絆創膏 36
幼虫飼育用の土は、とベランダの方に顔を向けた俺の前に「先生……」と、湯気を立てる白いティーカップが降りてきた。
ガラス板とソーサーが触れてカチャっと音が鳴る。
ドキンと心臓が跳ねた。
ふわっと甘い香りに包まれてトキメキに変わる。
とっさに浮かばない。何の香りだろう。
「マンゴー&ストロベリーティーだ。変な組み合わせだけど味は普通の紅茶だから。先生、ここに座って」
「え……」
マンゴー&ストロベリー。宍倉さん、そんな紅茶飲むのか。
「そこで正座は疲れるだろ」と、腕を掴まれてソファにいる宍倉さんの横に座らされる。
身体が傾いて宍倉さんの肩と腕に鼻と唇が追突した。
「あ……」
そのまま凭れそうになってサッと身体を離す。
トップノートがシトラスオレンジの柔軟剤なら、ミドルかラストは微かな汗の香りだった。
鼻で吸うと一旦広がって留まる。
奥に残った香りを新しい酸素と一緒に吸い直した。
「ワタルくんは……」
動悸が聞こえそうな距離。意識してるのバレたら気持ち悪いって思われるだろうな。
「先生はゲストなんだから。
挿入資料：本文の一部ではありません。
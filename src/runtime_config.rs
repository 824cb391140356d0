//! Environment-variable runtime configuration.
//!
//! ## Environment variables
//!
//! ### `PARAMGATE_SCHEMA_CACHE`
//!
//! Toggles the process-wide compiled-validator cache. Any of `off`, `false`
//! or `0` (case-insensitive) disables it; everything else, including an
//! unset variable, leaves it enabled. Disable it when schema documents are
//! generated per request and caching would only grow the map.

use std::env;

/// Runtime configuration loaded from environment variables.
///
/// Load once at startup with [`RuntimeConfig::from_env()`].
#[derive(Debug, Clone, Copy)]
pub struct RuntimeConfig {
    /// Whether compiled schema validators are cached (default: true)
    pub schema_cache: bool,
}

impl RuntimeConfig {
    /// Load configuration from environment variables.
    #[must_use]
    pub fn from_env() -> Self {
        let schema_cache = cache_enabled(env::var("PARAMGATE_SCHEMA_CACHE").ok().as_deref());
        RuntimeConfig { schema_cache }
    }
}

fn cache_enabled(raw: Option<&str>) -> bool {
    match raw {
        Some(val) => !matches!(
            val.to_ascii_lowercase().as_str(),
            "off" | "false" | "0"
        ),
        None => true,
    }
}
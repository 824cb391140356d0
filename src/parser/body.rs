use super::validate_candidate;
use crate::error::ParamError;
use crate::spec::{BodyConvention, BodySpec};
use serde_json::{json, Map, Value};
use tracing::debug;

/// Parse and validate the request body against the body contract.
///
/// The body is mandatory whenever a body contract exists: absence or an
/// empty string fails with `MissingArgument`. The configured convention only
/// decides where the candidate attributes live in the decoded document:
/// `data.attributes` for `jsonapi`, the top level for `json`. The same
/// schema validates either way.
///
/// A body that is not valid JSON classifies as `SchemaValidation` with the
/// decode message under the `body` detail key; a `jsonapi` document without
/// `data.attributes` yields an empty candidate and lets the schema report
/// what is missing.
pub fn parse_body(raw_body: Option<&str>, spec: &BodySpec) -> Result<Map<String, Value>, ParamError> {
    let raw = match raw_body {
        Some(s) if !s.trim().is_empty() => s,
        _ => return Err(ParamError::missing("request body is required")),
    };

    let document: Value = serde_json::from_str(raw).map_err(|e| {
        let mut detail = Map::new();
        detail.insert("body".to_string(), json!([format!("invalid JSON: {}", e)]));
        ParamError::schema_validation("request body is not valid JSON", detail)
    })?;

    let candidate: Map<String, Value> = match spec.convention {
        BodyConvention::JsonApi => document
            .pointer("/data/attributes")
            .and_then(Value::as_object)
            .cloned()
            .unwrap_or_default(),
        BodyConvention::Json => document.as_object().cloned().unwrap_or_default(),
    };

    debug!(
        convention = %spec.convention,
        attribute_count = candidate.len(),
        "body candidate extracted"
    );

    validate_candidate(&spec.schema, &candidate, "body")
}
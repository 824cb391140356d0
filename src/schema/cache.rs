//! Thread-safe cache of compiled JSON Schema validators.
//!
//! Schema compilation is expensive relative to validation; endpoints declare
//! a handful of schemas and serve many requests against them. The cache
//! stores compiled validators keyed by a content hash of the schema document
//! and shares them across requests via `Arc`.
//!
//! Caching can be disabled with `PARAMGATE_SCHEMA_CACHE=off` (see
//! [`crate::runtime_config::RuntimeConfig`]); a disabled cache compiles
//! on demand without storing.

use crate::runtime_config::RuntimeConfig;
use jsonschema::Validator;
use once_cell::sync::Lazy;
use serde_json::Value;
use sha2::{Digest, Sha256};
use std::collections::HashMap;
use std::sync::{Arc, RwLock};
use tracing::{debug, error, info};

static GLOBAL_CACHE: Lazy<ValidatorCache> =
    Lazy::new(|| ValidatorCache::new(RuntimeConfig::from_env().schema_cache));

/// Content-hash keyed cache of compiled [`jsonschema::Validator`]s.
///
/// Keys are the first 16 hex characters of the SHA-256 hash of the canonical
/// schema JSON, so identical schema documents shared across endpoints compile
/// exactly once.
#[derive(Clone)]
pub struct ValidatorCache {
    cache: Arc<RwLock<HashMap<String, Arc<Validator>>>>,
    enabled: bool,
}

impl ValidatorCache {
    pub fn new(enabled: bool) -> Self {
        debug!(enabled = enabled, "initializing schema validator cache");
        Self {
            cache: Arc::new(RwLock::new(HashMap::new())),
            enabled,
        }
    }

    /// The process-wide cache, configured from the environment on first use.
    pub fn global() -> &'static ValidatorCache {
        &GLOBAL_CACHE
    }

    fn cache_key(schema: &Value) -> String {
        let mut hasher = Sha256::new();
        hasher.update(schema.to_string().as_bytes());
        let hash: String = hasher
            .finalize()
            .iter()
            .map(|b| format!("{:02x}", b))
            .collect();
        hash.chars().take(16).collect()
    }

    /// Get a cached validator or compile and cache a new one.
    ///
    /// Returns `None` when the schema fails to compile; the caller decides
    /// how to classify that (for the bundled engine it is server
    /// misconfiguration).
    pub fn get_or_compile(&self, schema: &Value) -> Option<Arc<Validator>> {
        if !self.enabled {
            return match jsonschema::validator_for(schema) {
                Ok(compiled) => Some(Arc::new(compiled)),
                Err(e) => {
                    error!(error = %e, "failed to compile JSON Schema");
                    None
                }
            };
        }

        let key = Self::cache_key(schema);

        // Fast path: read lock only
        {
            let cache = self.cache.read().expect("validator cache lock poisoned");
            if let Some(validator) = cache.get(&key) {
                debug!(cache_key = %key, "schema validator cache hit");
                return Some(Arc::clone(validator));
            }
        }

        match jsonschema::validator_for(schema) {
            Ok(compiled) => {
                let validator = Arc::new(compiled);
                let mut cache = self.cache.write().expect("validator cache lock poisoned");

                // Double-check: another thread may have compiled while we waited
                if let Some(existing) = cache.get(&key) {
                    debug!(cache_key = %key, "schema validator compiled by another thread");
                    return Some(Arc::clone(existing));
                }

                cache.insert(key.clone(), Arc::clone(&validator));
                info!(
                    cache_key = %key,
                    cache_size = cache.len(),
                    "schema validator compiled and cached"
                );
                Some(validator)
            }
            Err(e) => {
                error!(cache_key = %key, error = %e, "failed to compile JSON Schema");
                None
            }
        }
    }

    /// Number of validators currently cached.
    #[must_use]
    pub fn len(&self) -> usize {
        self.cache
            .read()
            .expect("validator cache lock poisoned")
            .len()
    }

    #[must_use]
    pub fn is_empty(&self) -> bool {
        self.len() == 0
    }

    /// Drop all cached validators. Mainly useful in tests and when endpoint
    /// contracts are rebuilt at runtime.
    pub fn clear(&self) {
        let mut cache = self.cache.write().expect("validator cache lock poisoned");
        cache.clear();
        info!("schema validator cache cleared");
    }
}
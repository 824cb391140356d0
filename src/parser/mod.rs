//! The four parameter-group parsers.
//!
//! Each parser takes the relevant slice of the raw request plus its group's
//! static contract and either returns a canonical mapping or fails with a
//! [`crate::ParamError`]. No parser recovers from its own errors; failures
//! propagate unchanged to the facade caller.

mod body;
mod fieldsets;
mod filter;
mod query;

pub use body::parse_body;
pub use fieldsets::{parse_fieldsets, FieldVec};
pub use filter::parse_filter;
pub use query::{parse_query, RESERVED_QUERY_KEYS};

use crate::error::ParamError;
use crate::schema::{JsonSchemaEngine, SchemaValidator};
use crate::spec::SchemaSpec;
use serde_json::{Map, Value};

/// Run a candidate mapping through a group's schema contract.
///
/// Inline documents are checked for well-formedness and compiled first, so a
/// misconfigured schema classifies as `InternalArgument` before any client
/// input is judged; contract violations classify as `SchemaValidation` with
/// field-level detail.
pub(crate) fn validate_candidate(
    schema: &SchemaSpec,
    candidate: &Map<String, Value>,
    group: &str,
) -> Result<Map<String, Value>, ParamError> {
    let outcome = match schema {
        SchemaSpec::Inline(document) => {
            let engine = JsonSchemaEngine::new(document.clone())?.with_root_label(group);
            engine.validate(candidate)
        }
        SchemaSpec::Capability(validator) => validator.validate(candidate),
    };

    if outcome.success {
        Ok(outcome.output)
    } else {
        Err(ParamError::schema_validation(
            format!("{} parameters failed validation", group),
            outcome.errors.unwrap_or_default(),
        ))
    }
}
//! Schema-validation capability: the [`SchemaValidator`] trait the parsers
//! consume, the bundled `jsonschema`-backed [`JsonSchemaEngine`], and the
//! content-hash keyed [`ValidatorCache`] that amortizes compilation.

mod cache;
mod engine;

pub use cache::ValidatorCache;
pub use engine::{JsonSchemaEngine, SchemaValidator, ValidationOutcome};
use super::validate_candidate;
use crate::error::ParamError;
use crate::spec::QuerySpec;
use serde_json::{Map, Value};
use tracing::debug;

/// Top-level query keys owned by other parameter groups, excluded from the
/// query candidate before validation.
pub const RESERVED_QUERY_KEYS: [&str; 2] = ["fields", "filter"];

/// Parse and validate the non-reserved top-level query parameters.
///
/// An entirely absent query-parameter mapping fails with `MissingArgument`.
/// Keys claimed by the fieldsets and filter groups are stripped before the
/// remainder is validated against the query schema.
pub fn parse_query(
    query: Option<&Map<String, Value>>,
    spec: &QuerySpec,
) -> Result<Map<String, Value>, ParamError> {
    let params = query
        .ok_or_else(|| ParamError::missing("query parameters are required for query parsing"))?;

    let candidate: Map<String, Value> = params
        .iter()
        .filter(|(key, _)| !RESERVED_QUERY_KEYS.contains(&key.as_str()))
        .map(|(key, value)| (key.clone(), value.clone()))
        .collect();

    let output = validate_candidate(&spec.schema, &candidate, "query")?;
    debug!(param_count = output.len(), "query parameters parsed");
    Ok(output)
}
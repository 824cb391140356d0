use http::Method;
use serde_json::{Map, Value};
use std::collections::HashMap;
use tracing::debug;

/// Read-only projection of an inbound request, as the parsers consume it.
///
/// Implement this for your transport's request type; [`ParsedRequest`] is a
/// bundled implementation for callers without a richer request object.
pub trait RawRequest {
    /// Parsed query parameters, `None` when the request target carries no
    /// query string at all (a bare `?` yields an empty mapping instead).
    fn query_params(&self) -> Option<&Map<String, Value>>;

    /// Request headers with lowercased names, when available.
    fn headers(&self) -> Option<&HashMap<String, String>>;

    /// Raw request body, when one was supplied.
    fn raw_body(&self) -> Option<&str>;
}

/// Parsed HTTP request data: the bundled [`RawRequest`] implementation.
#[derive(Debug, Clone, PartialEq)]
pub struct ParsedRequest {
    /// HTTP method (GET, POST, etc.)
    pub method: Method,
    /// Request path without the query string
    pub path: String,
    headers: HashMap<String, String>,
    query: Option<Map<String, Value>>,
    body: Option<String>,
}

impl ParsedRequest {
    /// Build a request view from a method, a request target (path plus
    /// optional query string), header pairs, and an optional body.
    ///
    /// Header names are lowercased on ingestion. The query string is parsed
    /// with `form_urlencoded`; bracket notation groups nested parameters, so
    /// `fields[posts]=a,b` becomes `{"fields": {"posts": "a,b"}}`.
    pub fn new<I, K, V>(method: Method, target: &str, headers: I, body: Option<String>) -> Self
    where
        I: IntoIterator<Item = (K, V)>,
        K: AsRef<str>,
        V: Into<String>,
    {
        let headers: HashMap<String, String> = headers
            .into_iter()
            .map(|(k, v)| (k.as_ref().to_ascii_lowercase(), v.into()))
            .collect();
        let path = target.split('?').next().unwrap_or("/").to_string();
        let query = parse_query_params(target);

        debug!(
            method = %method,
            path = %path,
            header_count = headers.len(),
            query_present = query.is_some(),
            body_bytes = body.as_ref().map(String::len),
            "request parsed"
        );

        Self {
            method,
            path,
            headers,
            query,
            body,
        }
    }
}

impl RawRequest for ParsedRequest {
    fn query_params(&self) -> Option<&Map<String, Value>> {
        self.query.as_ref()
    }

    fn headers(&self) -> Option<&HashMap<String, String>> {
        Some(&self.headers)
    }

    fn raw_body(&self) -> Option<&str> {
        self.body.as_deref()
    }
}

/// Parse the query string of a request target into a parameter mapping.
///
/// Returns `None` when the target has no `?`. Plain keys map to string
/// values with last-write-wins on repetition; bracketed keys
/// (`filter[state]=active`) are grouped into nested objects under the outer
/// key. A plain write over a previously grouped key replaces the group.
pub fn parse_query_params(target: &str) -> Option<Map<String, Value>> {
    let pos = target.find('?')?;
    let query_str = &target[pos + 1..];

    let mut params = Map::new();
    for (key, value) in url::form_urlencoded::parse(query_str.as_bytes()) {
        match split_bracket_key(&key) {
            Some((outer, inner)) => {
                let group = params
                    .entry(outer.to_string())
                    .or_insert_with(|| Value::Object(Map::new()));
                if !group.is_object() {
                    *group = Value::Object(Map::new());
                }
                if let Value::Object(map) = group {
                    map.insert(inner.to_string(), Value::String(value.to_string()));
                }
            }
            None => {
                params.insert(key.to_string(), Value::String(value.to_string()));
            }
        }
    }
    Some(params)
}

/// Split `outer[inner]` into its components; `None` for plain keys.
fn split_bracket_key(key: &str) -> Option<(&str, &str)> {
    let open = key.find('[')?;
    if !key.ends_with(']') || open == 0 {
        return None;
    }
    Some((&key[..open], &key[open + 1..key.len() - 1]))
}

#[cfg(test)]
mod tests {
    #![allow(clippy::unwrap_used)]

    use super::*;
    use serde_json::json;

    #[test]
    fn test_parse_query_params_plain_keys() {
        let q = parse_query_params("/p?x=1&y=2").unwrap();
        assert_eq!(q.get("x"), Some(&json!("1")));
        assert_eq!(q.get("y"), Some(&json!("2")));
    }

    #[test]
    fn test_parse_query_params_bracket_grouping() {
        let q = parse_query_params("/p?fields[posts]=a,b&fields[tags]=c&filter[state]=open")
            .unwrap();
        assert_eq!(
            q.get("fields"),
            Some(&json!({"posts": "a,b", "tags": "c"}))
        );
        assert_eq!(q.get("filter"), Some(&json!({"state": "open"})));
    }

    #[test]
    fn test_absent_query_string_is_none() {
        assert!(parse_query_params("/p").is_none());
        let empty = parse_query_params("/p?").unwrap();
        assert!(empty.is_empty());
    }

    #[test]
    fn test_repeated_plain_key_keeps_last_write() {
        let q = parse_query_params("/p?x=1&x=2").unwrap();
        assert_eq!(q.get("x"), Some(&json!("2")));
    }

    #[test]
    fn test_headers_lowercased() {
        let req = ParsedRequest::new(
            Method::GET,
            "/p",
            vec![("Content-Type", "application/json")],
            None,
        );
        assert_eq!(
            req.headers().unwrap().get("content-type"),
            Some(&"application/json".to_string())
        );
    }
}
もっと堂々と図々しくしてればいいんだ」
ワタルくんに話題を移そうとしたのを見抜かれたような先手。
肩を抱き寄せられて注がれた熱い眼差しが深く刺さる。
この眼差しに甘い何かがこめられているなら──
ちょっと強引だけど、自分からアクション起こさない俺にはちょうどいい。
少しくらいのプッシュだとどんどん遠慮して後ろに下がってしまうから。
ただし、恋とか愛とかいう甘い意味なんて、きっとない。
加奈子って誰──
「土を……」
上昇しかけた熱がいきなり冷えた。
ソファから立ち上がる。
裸のままケースに入れられて放置されてる幼虫を思い出した。